28.Is it possible to have multiple instances of the same key in a Python dictionary? Give reasons if yes or no.

A dictionary can't have the same key twice in Python.
Why?
All the keys should be unique in a dictionary. If we use the same key again, Python will overwrite the value present with the new value and will not keep both.
Example:
my_dict = {'a': 1, 'b': 2, 'a': 3}
print(my_dict) # =Output: {'a': 3, 'b': 2}
The second one 'a' changes the other one.
So 'a': 1 is no more and 'a': 3 stays.

Quick Note:
Keys in the dictionaries must be unique.
In the case of repetition, only the last one takes effect.
Keeps it clean and understandable while searching.


29. Is it possible to have multiple instances of the same value in a Python dictionary? Give reasons if yes or no.

The same value in a Python dictionary can be repeated many times. Different keys are always important!

Why?
Python only checks for unique keys, it does not care about value repetition. So two different keys can have exactly the same value.
Example:
my_dict = {'apple': 10, 'banana': 20, 'cherry': 10}
print(my_dict)
# Output: {'apple': 10, 'banana': 20, 'cherry': 10}
In the above example, both "apple" and "cherry" represent value 10. That's absolutely fine.

A quick tip:
Keys must be different.
Values may be the same.
This is useful when multiple items have the same number, label or result.


30.How do you create a copy of a dictionary? (.copy())

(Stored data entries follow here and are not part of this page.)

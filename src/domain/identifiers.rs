//! eMI3 identifier types
//!
//! An eMI3-compliant identifier is `<country_code>*<party_id>*[<type_id>*]<suffix>`,
//! where the suffix is a 24 character upper-case hex [`UniqueToken`]. The
//! segment newtypes reject empty values and values containing the `*`
//! separator, so every [`Emi3Id`] renders to a string that parses back to
//! the same parts.

use crate::domain::validation_constants::{emi3, unique_token};
use crate::error::ParseIdentifierError;
use derive_more::Display;
use nutype::nutype;
use serde::{Deserialize, Serialize};
use std::fmt;
use std::str::FromStr;

/// Names a segment of an eMI3 identifier, for error reporting
#[derive(Debug, Display, Clone, Copy, PartialEq, Eq, Hash)]
pub enum Segment {
    #[display("country_code")]
    CountryCode,
    #[display("party_id")]
    PartyId,
    #[display("type_id")]
    TypeId,
    #[display("unique suffix")]
    Suffix,
}

/// Country code of the party owning the identified entity (ISO 3166 alpha-2 by convention)
#[nutype(
    validate(not_empty, predicate = |code: &str| !code.contains(emi3::SEPARATOR)),
    derive(
        Debug,
        Clone,
        PartialEq,
        Eq,
        Hash,
        Serialize,
        Deserialize,
        AsRef,
        Display
    )
)]
pub struct CountryCode(String);

/// Party id assigned to the owning operator
#[nutype(
    validate(not_empty, predicate = |party: &str| !party.contains(emi3::SEPARATOR)),
    derive(
        Debug,
        Clone,
        PartialEq,
        Eq,
        Hash,
        Serialize,
        Deserialize,
        AsRef,
        Display
    )
)]
pub struct PartyId(String);

/// Optional entity-type segment, e.g. `E` for EVSEs
#[nutype(
    validate(not_empty, predicate = |kind: &str| !kind.contains(emi3::SEPARATOR)),
    derive(
        Debug,
        Clone,
        PartialEq,
        Eq,
        Hash,
        Serialize,
        Deserialize,
        AsRef,
        Display
    )
)]
pub struct TypeId(String);

impl TypeId {
    /// Type id used for EVSE identifiers
    pub fn evse() -> Self {
        Self::try_new(emi3::EVSE_TYPE_ID.to_string()).expect("EVSE type id is valid")
    }
}

/// 24 upper-case hex characters drawn from a unique token source
#[nutype(
    validate(regex = r"^[0-9A-F]{24}$"),
    derive(
        Debug,
        Clone,
        PartialEq,
        Eq,
        PartialOrd,
        Ord,
        Hash,
        Serialize,
        Deserialize,
        AsRef,
        Display
    )
)]
pub struct UniqueToken(String);

impl UniqueToken {
    /// Renders twelve raw bytes as a token
    pub fn from_bytes(bytes: [u8; unique_token::BYTE_LENGTH]) -> Self {
        Self::try_new(hex::encode_upper(bytes))
            .expect("upper-case hex of 12 bytes is a valid token")
    }

    /// Decodes the token back into its twelve raw bytes
    pub fn to_bytes(&self) -> [u8; unique_token::BYTE_LENGTH] {
        let mut bytes = [0u8; unique_token::BYTE_LENGTH];
        hex::decode_to_slice(self.to_string(), &mut bytes).expect("token is validated hex");
        bytes
    }
}

/// An eMI3-compliant identifier
#[derive(Debug, Clone, PartialEq, Eq, Hash, Serialize, Deserialize)]
#[serde(try_from = "String", into = "String")]
pub struct Emi3Id {
    country_code: CountryCode,
    party_id: PartyId,
    type_id: Option<TypeId>,
    suffix: UniqueToken,
}

impl Emi3Id {
    pub fn new(
        country_code: CountryCode,
        party_id: PartyId,
        type_id: Option<TypeId>,
        suffix: UniqueToken,
    ) -> Self {
        Self {
            country_code,
            party_id,
            type_id,
            suffix,
        }
    }

    pub fn country_code(&self) -> &CountryCode {
        &self.country_code
    }

    pub fn party_id(&self) -> &PartyId {
        &self.party_id
    }

    pub fn type_id(&self) -> Option<&TypeId> {
        self.type_id.as_ref()
    }

    pub fn suffix(&self) -> &UniqueToken {
        &self.suffix
    }

    /// Everything before the suffix, including the trailing separator
    pub fn prefix(&self) -> String {
        let sep = emi3::SEPARATOR;
        match &self.type_id {
            Some(type_id) => format!(
                "{}{sep}{}{sep}{}{sep}",
                self.country_code, self.party_id, type_id
            ),
            None => format!("{}{sep}{}{sep}", self.country_code, self.party_id),
        }
    }
}

impl fmt::Display for Emi3Id {
    fn fmt(&self, f: &mut fmt::Formatter<'_>) -> fmt::Result {
        write!(f, "{}{}", self.prefix(), self.suffix)
    }
}

impl FromStr for Emi3Id {
    type Err = ParseIdentifierError;

    fn from_str(s: &str) -> Result<Self, Self::Err> {
        let segments: Vec<&str> = s.split(emi3::SEPARATOR).collect();
        let (country_code, party_id, type_id, suffix) = match segments.as_slice() {
            [country_code, party_id, suffix] => (*country_code, *party_id, None, *suffix),
            [country_code, party_id, type_id, suffix] => {
                (*country_code, *party_id, Some(*type_id), *suffix)
            }
            _ => {
                return Err(ParseIdentifierError::SegmentCount {
                    found: segments.len(),
                })
            }
        };

        // Segments come from splitting on the separator, so emptiness is the only failure left
        let country_code = CountryCode::try_new(country_code.to_string()).map_err(|_| {
            ParseIdentifierError::EmptySegment {
                segment: Segment::CountryCode,
            }
        })?;
        let party_id = PartyId::try_new(party_id.to_string()).map_err(|_| {
            ParseIdentifierError::EmptySegment {
                segment: Segment::PartyId,
            }
        })?;
        let type_id = type_id
            .map(|t| {
                TypeId::try_new(t.to_string()).map_err(|_| ParseIdentifierError::EmptySegment {
                    segment: Segment::TypeId,
                })
            })
            .transpose()?;
        if suffix.is_empty() {
            return Err(ParseIdentifierError::EmptySegment {
                segment: Segment::Suffix,
            });
        }
        let suffix = UniqueToken::try_new(suffix.to_string()).map_err(|_| {
            ParseIdentifierError::InvalidSuffix {
                suffix: suffix.to_string(),
            }
        })?;

        Ok(Self::new(country_code, party_id, type_id, suffix))
    }
}

impl TryFrom<String> for Emi3Id {
    type Error = ParseIdentifierError;

    fn try_from(value: String) -> Result<Self, Self::Error> {
        value.parse()
    }
}

impl From<Emi3Id> for String {
    fn from(id: Emi3Id) -> Self {
        id.to_string()
    }
}
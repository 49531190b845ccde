//! Supporting OCPI 2.2.1 classes shared by Location, EVSE and Connector

use super::enums::{
    EnergySourceCategory, EnvironmentalImpactCategory, ImageCategory, Status, TokenType,
};
use chrono::{DateTime, Utc};
use serde::{Deserialize, Serialize};

/// Text in a given language
#[derive(Debug, Clone, PartialEq, Eq, Serialize, Deserialize)]
pub struct DisplayText {
    /// ISO 639-1 language code
    pub language: String,
    pub text: String,
}

impl DisplayText {
    pub fn new(language: impl Into<String>, text: impl Into<String>) -> Self {
        Self {
            language: language.into(),
            text: text.into(),
        }
    }
}

/// WGS 84 coordinates, kept as the decimal strings OCPI exchanges
#[derive(Debug, Clone, PartialEq, Eq, Serialize, Deserialize)]
pub struct GeoLocation {
    pub latitude: String,
    pub longitude: String,
}

impl GeoLocation {
    pub fn new(latitude: impl Into<String>, longitude: impl Into<String>) -> Self {
        Self {
            latitude: latitude.into(),
            longitude: longitude.into(),
        }
    }
}

/// An extra point of interest relevant to the charge point
#[derive(Debug, Clone, PartialEq, Eq, Serialize, Deserialize)]
pub struct AdditionalGeoLocation {
    pub latitude: String,
    pub longitude: String,
    #[serde(default, skip_serializing_if = "Option::is_none")]
    pub name: Option<DisplayText>,
}

/// Reference to an image by URL
#[derive(Debug, Clone, PartialEq, Eq, Serialize, Deserialize)]
pub struct Image {
    pub url: String,
    #[serde(default, skip_serializing_if = "Option::is_none")]
    pub thumbnail: Option<String>,
    pub category: ImageCategory,
    /// File extension, e.g. `png`
    #[serde(rename = "type")]
    pub image_type: String,
    #[serde(default, skip_serializing_if = "Option::is_none")]
    pub width: Option<u32>,
    #[serde(default, skip_serializing_if = "Option::is_none")]
    pub height: Option<u32>,
}

#[derive(Debug, Clone, PartialEq, Eq, Serialize, Deserialize)]
pub struct BusinessDetails {
    pub name: String,
    #[serde(default, skip_serializing_if = "Option::is_none")]
    pub website: Option<String>,
    #[serde(default, skip_serializing_if = "Option::is_none")]
    pub logo: Option<Image>,
}

/// Regular recurring operation or access hours
#[derive(Debug, Clone, PartialEq, Eq, Serialize, Deserialize)]
pub struct RegularHours {
    /// 1 = Monday ... 7 = Sunday
    pub weekday: u8,
    /// `HH:MM`
    pub period_begin: String,
    /// `HH:MM`
    pub period_end: String,
}

#[derive(Debug, Clone, PartialEq, Eq, Serialize, Deserialize)]
pub struct ExceptionalPeriod {
    pub period_begin: DateTime<Utc>,
    pub period_end: DateTime<Utc>,
}

/// Opening and access hours of a Location
#[derive(Debug, Clone, PartialEq, Eq, Serialize, Deserialize)]
pub struct Hours {
    #[serde(default, skip_serializing_if = "Vec::is_empty")]
    pub regular_hours: Vec<RegularHours>,
    pub twentyfourseven: bool,
    #[serde(default, skip_serializing_if = "Vec::is_empty")]
    pub exceptional_openings: Vec<ExceptionalPeriod>,
    #[serde(default, skip_serializing_if = "Vec::is_empty")]
    pub exceptional_closings: Vec<ExceptionalPeriod>,
}

impl Hours {
    /// Always open, no exceptions
    pub fn twenty_four_seven() -> Self {
        Self {
            regular_hours: Vec::new(),
            twentyfourseven: true,
            exceptional_openings: Vec::new(),
            exceptional_closings: Vec::new(),
        }
    }
}

/// Share of one energy source; all shares of a mix should add up to 100
#[derive(Debug, Clone, PartialEq, Serialize, Deserialize)]
pub struct EnergySource {
    pub source: EnergySourceCategory,
    pub percentage: f64,
}

/// Amount of waste produced or emitted per kWh
#[derive(Debug, Clone, PartialEq, Serialize, Deserialize)]
pub struct EnvironmentalImpact {
    pub category: EnvironmentalImpactCategory,
    pub amount: f64,
}

#[derive(Debug, Clone, PartialEq, Serialize, Deserialize)]
pub struct EnergyMix {
    pub is_green_energy: bool,
    #[serde(default, skip_serializing_if = "Vec::is_empty")]
    pub energy_sources: Vec<EnergySource>,
    #[serde(default, skip_serializing_if = "Vec::is_empty")]
    pub environ_impact: Vec<EnvironmentalImpact>,
    #[serde(default, skip_serializing_if = "Option::is_none")]
    pub supplier_name: Option<String>,
    #[serde(default, skip_serializing_if = "Option::is_none")]
    pub energy_product_name: Option<String>,
}

impl EnergyMix {
    /// Sum of all source percentages
    pub fn total_percentage(&self) -> f64 {
        self.energy_sources.iter().map(|s| s.percentage).sum()
    }
}

/// Token a non-published Location may still be shown to.
///
/// At least one of `uid`, `visual_number` or `group_id` should be set;
/// `uid` goes with `token_type`, `visual_number` goes with `issuer`.
#[derive(Debug, Clone, PartialEq, Eq, Default, Serialize, Deserialize)]
pub struct PublishTokenType {
    #[serde(default, skip_serializing_if = "Option::is_none")]
    pub uid: Option<String>,
    #[serde(rename = "type", default, skip_serializing_if = "Option::is_none")]
    pub token_type: Option<TokenType>,
    #[serde(default, skip_serializing_if = "Option::is_none")]
    pub visual_number: Option<String>,
    #[serde(default, skip_serializing_if = "Option::is_none")]
    pub issuer: Option<String>,
    #[serde(default, skip_serializing_if = "Option::is_none")]
    pub group_id: Option<String>,
}

/// Planned status change of an EVSE
#[derive(Debug, Clone, PartialEq, Eq, Serialize, Deserialize)]
pub struct StatusSchedule {
    pub period_begin: DateTime<Utc>,
    #[serde(default, skip_serializing_if = "Option::is_none")]
    pub period_end: Option<DateTime<Utc>>,
    pub status: Status,
}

The .copy() method is used to make a duplicate copy of the dictionary. This one gives rise to a new dictionary containing the same key-value pairs.

Example:
original = {'name': 'John', 'age': 30}
# Make a copy
copy_dict = original.copy()
print(copy_dict)
# Output: {'name': 'John', 'age': 30}

Why to use .copy()?
If you say new_dict = original, both of them will point to the same dictionary: changing the content in one of them will change the content in another. Using .copy() creates a new copy, so the original is safe from any alteration done in the copy.

Quick Points:
.copy() creates a separate copy.
Original and copy can be referred and operated upon separately.
Useful when you wish to keep the original safe while you work on the copy.